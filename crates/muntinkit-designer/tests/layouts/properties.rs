//! Invariants shared by every generator

use muntinkit_core::Bar;
use muntinkit_designer::{grid, grid_horizontal_master, sunburst, trapezoid, web, Layout};
use proptest::prelude::*;

const EPS: f64 = 1e-6;

fn inside(bar: &Bar, width: f64, height: f64) -> bool {
    [bar.start, bar.end].iter().all(|p| {
        p.x >= -EPS && p.x <= width + EPS && p.y >= -EPS && p.y <= height + EPS
    })
}

fn sequential(bars: &[Bar]) -> bool {
    bars.iter().enumerate().all(|(i, b)| b.id == i + 1)
}

proptest! {
    #[test]
    fn grid_bar_count_and_bounds(
        width in 100.0f64..3000.0, height in 100.0f64..3000.0,
        rows in 1usize..8, cols in 1usize..8,
    ) {
        let bars = grid(width, height, rows, cols, 26.0).unwrap();
        prop_assert_eq!(bars.len(), (cols - 1) + (rows - 1) * cols);
        prop_assert!(sequential(&bars));
        prop_assert!(bars.iter().all(|b| inside(b, width, height)));

        let transposed = grid_horizontal_master(width, height, rows, cols, 26.0).unwrap();
        prop_assert_eq!(transposed.len(), (rows - 1) + (cols - 1) * rows);
    }

    #[test]
    fn rays_stay_inside_the_opening(
        width in 100.0f64..3000.0, height in 100.0f64..3000.0, rays in 1usize..24,
    ) {
        for bars in [
            sunburst(width, height, 26.0, rays).unwrap(),
            web(width, height, 26.0, rays).unwrap(),
        ] {
            prop_assert!(sequential(&bars));
            prop_assert!(bars.iter().all(|b| inside(b, width, height)));
            prop_assert!(bars.iter().all(|b| b.length() > 0.0));
        }
    }

    #[test]
    fn trapezoid_verticals_meet_both_edges(
        verticals in 1usize..10, top_scale in 0.05f64..=1.0,
    ) {
        let bars = trapezoid(1000.0, 800.0, 26.0, verticals, top_scale).unwrap();
        prop_assert_eq!(bars.len(), verticals + 1);
        for bar in &bars[..verticals] {
            prop_assert!(bar.start.y.abs() < EPS);
            prop_assert!((bar.end.y - 800.0).abs() < EPS);
        }
    }

    #[test]
    fn every_layout_is_valid_input(width in 200.0f64..2500.0, height in 200.0f64..2500.0) {
        let layouts = [
            Layout::Grid { rows: 3, cols: 4, horizontal_master: false },
            Layout::Cross,
            Layout::Diamond,
            Layout::Sunburst { rays: 5 },
            Layout::Web { rays: 8 },
            Layout::Gothic,
            Layout::Trapezoid { verticals: 3, top_scale: 0.6 },
        ];
        for layout in &layouts {
            let bars = layout.generate(width, height, 26.0).unwrap();
            prop_assert!(muntinkit_core::validate_bars(&bars).is_ok(), "{}", layout.name());
        }
    }
}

--- ABOUT THIS EXERCISE ---
Give back the lines of the data exactly as they are written, from the first line through the line containing "let bars = grid(width, height, rows, cols, 26.0).unwrap();".

--- TASK ANSWER ---
filename crates/muntinkit-designer/tests/layouts/properties.rs
//! Invariants shared by every generator

use muntinkit_core::Bar;
use muntinkit_designer::{grid, grid_horizontal_master, sunburst, trapezoid, web, Layout};
use proptest::prelude::*;

const EPS: f64 = 1e-6;

fn inside(bar: &Bar, width: f64, height: f64) -> bool {
    [bar.start, bar.end].iter().all(|p| {
        p.x >= -EPS && p.x <= width + EPS && p.y >= -EPS && p.y <= height + EPS
    })
}

fn sequential(bars: &[Bar]) -> bool {
    bars.iter().enumerate().all(|(i, b)| b.id == i + 1)
}

proptest! {
    #[test]
    fn grid_bar_count_and_bounds(
        width in 100.0f64..3000.0, height in 100.0f64..3000.0,
        rows in 1usize..8, cols in 1usize..8,
    ) {
        let bars = grid(width, height, rows, cols, 26.0).unwrap();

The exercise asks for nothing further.